## [Input material]
/// Page lifecycle definitions
///
/// A page moves through three states, each recorded purely by which columns
/// of its row are populated. There is no separate status column: the data
/// itself is the completion marker.
use std::fmt;

/// Represents where a title currently sits in the crawl/index lifecycle
#[derive(Debug, Clone, Copy, PartialEq, Eq, Hash)]
pub enum PageState {
    /// Title is known only as an open link; no page row exists yet
    Open,

    /// Page was fetched; raw text is stored and waiting to be indexed
    Crawled,

    /// Page postings are committed and its text is compacted
    Indexed,
}

impl PageState {
    /// Derives the state of a stored page row from its text columns
    ///
    /// A row holding compressed text is indexed regardless of the raw column.
    /// A row holding neither is treated as open, which only happens if a
    /// row was written outside the normal resolve path.
    pub fn from_columns(has_raw_text: bool, has_compressed_text: bool) -> Self {
        match (has_raw_text, has_compressed_text) {
            (_, true) => Self::Indexed,
            (true, false) => Self::Crawled,
            (false, false) => Self::Open,
        }
    }

    /// Returns true if moving from `self` to `next` is a legal lifecycle step
    ///
    /// Crawling (or recrawling) may happen from any state; compaction is only
    /// legal from `Crawled`, so a page-version is indexed at most once.
    pub fn can_transition_to(&self, next: PageState) -> bool {
        match next {
            Self::Open => false,
            Self::Crawled => true,
            Self::Indexed => matches!(self, Self::Crawled),
        }
    }

    /// Returns true if the page has been fetched at least once
    pub fn is_crawled(&self) -> bool {
        matches!(self, Self::Crawled | Self::Indexed)
    }

    /// Returns true if the page is waiting for the index builder
    pub fn needs_indexing(&self) -> bool {
        matches!(self, Self::Crawled)
    }

    /// Short lowercase name used in logs and statistics output
    pub fn as_str(&self) -> &'static str {
        match self {
            Self::Open => "open",
            Self::Crawled => "crawled",
            Self::Indexed => "indexed",
        }
    }

    /// Returns all possible page states
    pub fn all_states() -> Vec<Self> {
        vec![Self::Open, Self::Crawled, Self::Indexed]
    }
}

impl fmt::Display for PageState {
    fn fmt(&self, f: &mut fmt::Formatter<'_>) -> fmt::Result {
        write!(f, "{}", self.as_str())
    }
}
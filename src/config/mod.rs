//! Configuration module for Sumi-Index
//!
//! This module handles loading, parsing, and validating TOML configuration files.
//!
//! # Example
//!
//! ```no_run
//! use sumi_index::config::load_config;
//! use std::path::Path;
//!
//! let config = load_config(Path::new("config.toml")).unwrap();
//! println!("Crawl batches hold {} titles", config.crawler.batch_size);
//! ```

mod parser;
mod types;
mod validation;

// Re-export types
pub use types::{
    Config, CrawlerConfig, IndexerConfig, OutputConfig, SourceConfig, UserAgentConfig,
};

// Re-export parser functions
pub use parser::{compute_config_hash, load_config, load_config_with_hash};
//! Sumi-Index: an incremental link-graph crawler and inverted word index
//!
//! This crate crawls a hyperlinked document corpus (a MediaWiki wiki) from a
//! persistent frontier of open links, maintains the resolved link graph, and
//! turns each crawled document into postings of an inverted word index. All
//! progress lives in SQLite with explicit completion markers, so every run can
//! be interrupted and resumed.

pub mod config;
pub mod crawler;
pub mod index;
pub mod output;
pub mod state;
pub mod storage;

use thiserror::Error;

/// Main error type for Sumi-Index operations
#[derive(Debug, Error)]
pub enum SumiError {
    #[error("Configuration error: {0}")]
    Config(#[from] ConfigError),

    #[error("Database error: {0}")]
    Database(#[from] rusqlite::Error),

    #[error("Storage error: {0}")]
    Storage(#[from] storage::StorageError),

    #[error("Document source error: {0}")]
    Source(#[from] crawler::SourceError),

    /// Neither open links nor stale pages are available to crawl
    #[error("Frontier is empty: no open links or stale pages to crawl")]
    EmptyFrontier,

    /// No crawled page is waiting to be indexed
    #[error("No pages are waiting to be indexed")]
    NoWorkAvailable,

    /// Too many consecutive fetch failures; the run was aborted
    #[error("Circuit breaker tripped after {failures} consecutive fetch failures")]
    CircuitBreakerTripped { failures: u32 },

    #[error("IO error: {0}")]
    Io(#[from] std::io::Error),
}

impl SumiError {
    /// Returns true for batch-level exhaustion signals
    ///
    /// These tell the caller to stop scheduling work in the current run; they
    /// are not failures of already-committed work.
    pub fn is_exhaustion(&self) -> bool {
        matches!(self, Self::EmptyFrontier | Self::NoWorkAvailable)
    }
}

/// Configuration-specific errors
#[derive(Debug, Error)]
pub enum ConfigError {
    #[error("Failed to read config file: {0}")]
    Io(#[from] std::io::Error),

    #[error("Failed to parse TOML: {0}")]
    Parse(#[from] toml::de::Error),

    #[error("Validation error: {0}")]
    Validation(String),

    #[error("Invalid URL in config: {0}")]
    InvalidUrl(String),
}

// Re-export commonly used types
pub use config::Config;
pub use state::PageState;
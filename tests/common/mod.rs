//! Shared testing utilities for jimmystore CLI tests.

use assert_cmd::Command;
use std::fs;
use std::path::{Path, PathBuf};
use tempfile::TempDir;

/// Testing harness providing an isolated `$HOME` for CLI exercises.
#[allow(dead_code)]
pub struct TestContext {
    root: TempDir,
}

#[allow(dead_code)]
impl TestContext {
    /// Create a new isolated environment.
    pub fn new() -> Self {
        let root = TempDir::new().expect("Failed to create temp directory for tests");
        Self { root }
    }

    /// Absolute path to the emulated `$HOME` directory.
    pub fn home(&self) -> &Path {
        self.root.path()
    }

    /// Build a command for invoking the compiled `jimmystore` binary.
    pub fn cli(&self) -> Command {
        let mut cmd =
            Command::cargo_bin("jimmystore").expect("Failed to locate jimmystore binary");
        cmd.env("HOME", self.home());
        cmd
    }

    /// Build a command pointed at a specific API endpoint.
    pub fn cli_with_api(&self, api_url: &str) -> Command {
        let mut cmd = self.cli();
        cmd.env("JIMMYSTORE_API_URL", api_url);
        cmd
    }

    /// Path to the stored credentials file inside the emulated home.
    pub fn credentials_path(&self) -> PathBuf {
        self.home().join(".config").join("jimmystore").join("credentials.toml")
    }

    /// Seed a stored admin token without going through login.
    pub fn write_token(&self, token: &str) {
        let path = self.credentials_path();
        fs::create_dir_all(path.parent().unwrap()).expect("Failed to create config directory");
        fs::write(path, format!("token = \"{}\"\n", token)).expect("Failed to write credentials");
    }
}
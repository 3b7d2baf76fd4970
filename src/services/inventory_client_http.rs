//! Inventory service client implementation using reqwest.

use std::path::Path;
use std::time::Duration;

use reqwest::StatusCode;
use reqwest::blocking::multipart::Form;
use reqwest::blocking::{Client, RequestBuilder, Response};
use serde::{Deserialize, Serialize};
use url::Url;

use crate::domain::{
    AppError, Item, ItemPatch, ItemSubmission, LoadError, MutationError, StoreApiConfig,
};
use crate::ports::{AuthClient, InventoryClient};

/// HTTP transport for the inventory service.
///
/// Performs a single request per call. Reload sequencing after writes
/// lives in the mutation coordinator, not here.
#[derive(Clone)]
pub struct HttpStoreClient {
    base_url: Url,
    token: Option<String>,
    client: Client,
}

impl std::fmt::Debug for HttpStoreClient {
    fn fmt(&self, f: &mut std::fmt::Formatter<'_>) -> std::fmt::Result {
        f.debug_struct("HttpStoreClient")
            .field("base_url", &self.base_url)
            .field("token", &self.token.as_ref().map(|_| "[REDACTED]"))
            .finish()
    }
}

impl HttpStoreClient {
    /// Create a client for the configured endpoint, attaching `token`
    /// as a bearer credential when present.
    pub fn new(config: &StoreApiConfig, token: Option<String>) -> Result<Self, AppError> {
        let base_url = Url::parse(&config.api_url).map_err(|e| {
            AppError::config_error(format!("Invalid API URL '{}': {}", config.api_url, e))
        })?;

        let client = Client::builder()
            .timeout(Duration::from_secs(config.timeout_secs))
            .build()
            .map_err(|e| AppError::config_error(format!("Failed to create HTTP client: {}", e)))?;

        Ok(Self { base_url, token, client })
    }

    /// Resolve a path against the service base URL.
    fn url(&self, path: &str) -> String {
        format!("{}{}", self.base_url.as_str().trim_end_matches('/'), path)
    }

    fn authorized(&self, request: RequestBuilder) -> RequestBuilder {
        match &self.token {
            Some(token) => request.bearer_auth(token),
            None => request,
        }
    }

    fn send_mutation(&self, request: RequestBuilder) -> Result<Response, MutationError> {
        let response = self
            .authorized(request)
            .send()
            .map_err(|e| MutationError::TransportFailure(e.to_string()))?;

        let status = response.status();
        if status.is_success() {
            return Ok(response);
        }
        if status == StatusCode::NOT_FOUND {
            return Err(MutationError::NotFound);
        }

        let body = response.text().unwrap_or_default();
        let reason = extract_error_detail(&body).unwrap_or_else(|| fallback_reason(status, &body));
        Err(MutationError::ServerRejected { status: status.as_u16(), reason })
    }
}

fn submission_form(submission: &ItemSubmission) -> Result<Form, MutationError> {
    let mut form = Form::new()
        .text("title", submission.title.clone())
        .text("price", format!("{:.2}", submission.price))
        .text("category", submission.category.as_str());
    if let Some(path) = &submission.image {
        form = attach_image(form, path)?;
    }
    Ok(form)
}

fn patch_form(patch: &ItemPatch) -> Result<Form, MutationError> {
    let mut form = Form::new();
    if let Some(title) = &patch.title {
        form = form.text("title", title.clone());
    }
    if let Some(price) = patch.price {
        form = form.text("price", format!("{:.2}", price));
    }
    if let Some(category) = patch.category {
        form = form.text("category", category.as_str());
    }
    if let Some(sold) = patch.sold {
        form = form.text("sold", sold.to_string());
    }
    if let Some(path) = &patch.image {
        form = attach_image(form, path)?;
    }
    Ok(form)
}

fn attach_image(form: Form, path: &Path) -> Result<Form, MutationError> {
    form.file("image", path).map_err(|e| {
        MutationError::TransportFailure(format!("Failed to read image {}: {}", path.display(), e))
    })
}

fn decode_item(response: Response) -> Result<Item, MutationError> {
    response
        .json::<Item>()
        .map_err(|e| MutationError::TransportFailure(format!("Failed to parse response: {}", e)))
}

/// Pull a human-readable message out of a service error body.
///
/// The service reports errors as `{"detail": "..."}`; a generic
/// `{"message": "..."}` is accepted as a fallback.
fn extract_error_detail(body: &str) -> Option<String> {
    if body.trim().is_empty() {
        return None;
    }

    let parsed = serde_json::from_str::<serde_json::Value>(body).ok()?;

    if let Some(detail) = parsed.get("detail").and_then(|detail| detail.as_str()) {
        return Some(detail.to_string());
    }

    parsed.get("message").and_then(|message| message.as_str()).map(ToOwned::to_owned)
}

fn fallback_reason(status: StatusCode, body: &str) -> String {
    if !body.trim().is_empty() {
        body.trim().to_string()
    } else if status == StatusCode::UNAUTHORIZED {
        "Unauthorized".to_string()
    } else if status.is_server_error() {
        "Server error".to_string()
    } else {
        "Inventory service request failed".to_string()
    }
}

impl InventoryClient for HttpStoreClient {
    fn list_items(&self) -> Result<Vec<Item>, LoadError> {
        let response = self
            .authorized(self.client.get(self.url("/items")))
            .send()
            .map_err(|e| LoadError::TransportFailure(e.to_string()))?;

        let status = response.status();
        let body = response.text().unwrap_or_default();

        if !status.is_success() {
            let reason =
                extract_error_detail(&body).unwrap_or_else(|| fallback_reason(status, &body));
            return Err(LoadError::TransportFailure(format!(
                "{} (status {})",
                reason,
                status.as_u16()
            )));
        }

        serde_json::from_str(&body).map_err(|e| LoadError::MalformedResponse(e.to_string()))
    }

    fn create_item(&self, submission: &ItemSubmission) -> Result<Item, MutationError> {
        let form = submission_form(submission)?;
        let response = self.send_mutation(self.client.post(self.url("/items")).multipart(form))?;
        decode_item(response)
    }

    fn update_item(&self, id: &str, patch: &ItemPatch) -> Result<Item, MutationError> {
        let form = patch_form(patch)?;
        let response = self
            .send_mutation(self.client.put(self.url(&format!("/items/{}", id))).multipart(form))?;
        decode_item(response)
    }

    fn delete_item(&self, id: &str) -> Result<(), MutationError> {
        self.send_mutation(self.client.delete(self.url(&format!("/items/{}", id))))?;
        Ok(())
    }
}

#[derive(Debug, Serialize)]
struct LoginRequest<'a> {
    username: &'a str,
    password: &'a str,
}

#[derive(Debug, Deserialize)]
struct TokenResponse {
    access_token: String,
}

impl AuthClient for HttpStoreClient {
    fn login(&self, username: &str, password: &str) -> Result<String, MutationError> {
        let response = self
            .send_mutation(self.client.post(self.url("/auth/login")).json(&LoginRequest {
                username,
                password,
            }))?;

        let token: TokenResponse = response.json().map_err(|e| {
            MutationError::TransportFailure(format!("Failed to parse login response: {}", e))
        })?;
        Ok(token.access_token)
    }
}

## [What is expected]
Show each line in the data where the string "Option" appears.

## [Written response]
    token: Option<String>,
    pub fn new(config: &StoreApiConfig, token: Option<String>) -> Result<Self, AppError> {
fn extract_error_detail(body: &str) -> Option<String> {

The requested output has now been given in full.